Bundesregierung darf nicht länger sächsischen Sonderweg in der Erinnerungspolitik protegieren
Erschienen auf linksfraktion.de am 11. April 2017
Mit der Konzeption der Gedenkstättenförderung des Bundes erfolgte 1999 auch für zwei Gedenkstätten in Sachsen eine inhaltliche Schwerpunktsetzung und Ko-Finanzierung durch den Bund. Während in Bautzen überwiegend das Unrecht zwischen 1945 und 1989 thematisiert werden sollte, wurde für Torgau, dem zentralen Ort der NS-Militärjustiz, vereinbart, dass dort deren Verbrechen im Mittelpunkt stehen sollen. Doch die Vorgaben des Bundes wurden von der Stiftung sächsische Gedenkstätten (StSG) nie umgesetzt. Stattdessen existiert in Bautzen bis heute keine Erinnerung an die NS-Opfer und in Torgau existierte sogar bis 2013 eine thematische und räumliche Drittelung der Ausstellung, so dass in der Konsequenz die Zeit nach 1945 deutlich umfassender dokumentiert war als die Verbrechen der NS-Militärjustiz.
Seit fast zwei Jahrzehnten weigert sich die sächsische Landesregierung somit beharrlich der Gedenkstättenkonzeption des Bundes nachzukommen. Grund genug für Jan Korte und die Linksfraktion einmal bei der Regierung nachzufragen, wie es dazu kommen konnte und was diese gedenkt dagegen zu unternehmen. Nun liegt seit kurzem die Antwort [PDF] der Bundesregierung auf die Kleine Anfrage [PDF] „Umsetzung der Konzeption der Gedenkstättenförderung des Bundes in Sachsen und Neugestaltung der Ausstellung 'Spuren des Unrechts' in Torgau“ (18/11481) vor. Sie macht in frappierender Weise deutlich, dass die Bundesregierung nicht nur ihre Kontrollfunktion nicht wahrnimmt, sondern seit Jahren die spezielle sächsische Erinnerungspolitik, die de facto einer Gleichsetzung von Nazi- und SED-Diktatur gleichkommt, massiv unterstützt.

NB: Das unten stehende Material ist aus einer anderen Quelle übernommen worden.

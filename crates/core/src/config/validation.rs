//! Configuration validation rules.
//!
//! This module provides validation logic for `AppConfig` values
//! after they have been loaded from environment, files, or defaults.

use crate::config::AppConfig;
use crate::http::resolve;
use crate::policy::ExclusionSet;
use thiserror::Error;
use url::Url;

/// Configuration validation errors.
#[derive(Debug, Error)]
pub enum ConfigError {
    #[error("failed to load configuration: {0}")]
    LoadFailed(String),

    #[error("invalid configuration: {field} - {reason}")]
    Invalid { field: String, reason: String },
}

fn invalid(field: &str, reason: impl Into<String>) -> ConfigError {
    ConfigError::Invalid { field: field.into(), reason: reason.into() }
}

impl AppConfig {
    /// Parse `origin` as an http(s) base URL.
    pub(crate) fn origin_url(&self) -> Result<Url, ConfigError> {
        let origin = Url::parse(self.origin.trim()).map_err(|e| invalid("origin", e.to_string()))?;
        match origin.scheme() {
            "http" | "https" => Ok(origin),
            scheme => Err(invalid("origin", format!("unsupported scheme: {scheme}"))),
        }
    }

    /// Validate configuration values after loading.
    ///
    /// # Errors
    ///
    /// Returns `ConfigError::Invalid` if:
    /// - `cache_version` is empty
    /// - `origin` is not an http(s) URL
    /// - `precache_urls` is empty, holds an unresolvable URL or lacks `offline_path`
    /// - an exclusion pattern is empty
    /// - a precache URL matches an exclusion pattern
    /// - `timeout_ms` is less than 100ms or exceeds 5 minutes
    /// - `user_agent` is empty
    pub fn validate(&self) -> Result<(), ConfigError> {
        if self.cache_version.trim().is_empty() {
            return Err(invalid("cache_version", "must not be empty"));
        }

        let origin = self.origin_url()?;

        if self.precache_urls.is_empty() {
            return Err(invalid("precache_urls", "must list at least the offline page"));
        }
        let mut precache = Vec::with_capacity(self.precache_urls.len());
        for entry in &self.precache_urls {
            let url = resolve(&origin, entry).map_err(|e| invalid("precache_urls", format!("{entry:?}: {e}")))?;
            precache.push(url);
        }

        let offline = resolve(&origin, &self.offline_path).map_err(|e| invalid("offline_path", e.to_string()))?;
        if !precache.contains(&offline) {
            return Err(invalid("offline_path", format!("{} must be part of precache_urls", self.offline_path)));
        }

        if self.exclusion_patterns.iter().any(|p| p.trim().is_empty()) {
            return Err(invalid("exclusion_patterns", "patterns must not be empty"));
        }
        let exclusions = ExclusionSet::new(self.exclusion_patterns.iter().cloned(), self.exclusion_match);
        for url in &precache {
            if let Some(pattern) = exclusions.matching_pattern(url) {
                return Err(invalid("precache_urls", format!("{url} matches exclusion pattern {pattern:?}")));
            }
        }

        if self.timeout_ms < 100 {
            return Err(invalid("timeout_ms", "must be at least 100ms"));
        }
        if self.timeout_ms > 300_000 {
            return Err(invalid("timeout_ms", "must not exceed 5 minutes (300000ms)"));
        }

        if self.user_agent.is_empty() {
            return Err(invalid("user_agent", "must not be empty"));
        }

        if self.exclusion_patterns.is_empty() {
            tracing::warn!("no exclusion patterns configured; every successful GET will be cached");
        }

        Ok(())
    }
}
//! Smile interpolation and smile-shape metrics.

pub mod interp;
pub mod metrics;

pub use interp::*;
pub use metrics::*;
//! Trading-day conventions: the New York offset cache and the 17:00 NY
//! rollover rule.

pub mod effective;
pub mod offset_cache;

pub use effective::*;
pub use offset_cache::*;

Und dies, obwohl sie selbst in ihrer Antwort auf die „wesentliche Grundaussage, dass jede Erinnerung an die Diktaturvergangenheit in Deutschland davon auszugehen hat, dass weder die nationalsozialistischen Verbrechen relativiert werden dürfen, noch das von der SED-Diktatur verübte Unrecht bagatellisiert werden darf. Es ist unverzichtbar, den Unterschieden zwischen NS-Herrschaft und SED-Diktatur Rechnung zu tragen“ hinweist. Monika Grütters, die zuständige Staatsministerin im Kanzleramt, gibt sich jedenfalls reichlich uninformiert. Und dies, obwohl der Bund durch seine Vertretung im Stiftungsrat selbst bis in kleinste Details der Tagesarbeit nicht nur informiert sein müsste, sondern auch politische Einflussmöglichkeiten besitzt. Erfolgskontrollen in vielfältiger Hinsicht, Prüfung der sachgerechten Verwendung der zugewiesenen Mittel - zu all diesen Routinemechanismen des Bundes bei Kooperationsprojekten findet sich in den Antworten zur Verwendung der für das Ausstellungsprojekt zugewiesenen Mittel aber bezeichnenderweise kein einziger Satz.
Dass die Bundesregierung gegen die die völlige Schieflage in der sächsischen Erinnerungspolitik nichts einzuwenden hat, illustriert auch die finanzielle Förderung: Allein im Zeitraum 2007 bis 2017 bezuschusste der Bund die StSG mit 9,013 Mio. Euro. Davon entfielen auf Bautzen 3,339 Mio. Euro, während sich das DIZ Torgau mit 1,668 Mio. Euro begnügen musste.
Es ist ein Schlag ins Gesicht der Opfer der NS-Militärjustiz, dass eine angemessene Darstellung ihres Leids und des dafür verantwortlichen verbrecherischen Systems bis heute weder in Torgau noch in Bautzen existiert.
Der Bund hätte seine vielfältigen Kontrollmöglichkeiten innerhalb der Stiftung Sächsische Gedenkstätten schon vor Jahren wahrnehmen müssen. Durch ihre Untätigkeit leistet die Bundesregierung der skandalösen Haltung der Stiftung gegenüber den Opfern der NS-Militärjustiz Schützenhilfe. Das muss ein Ende haben.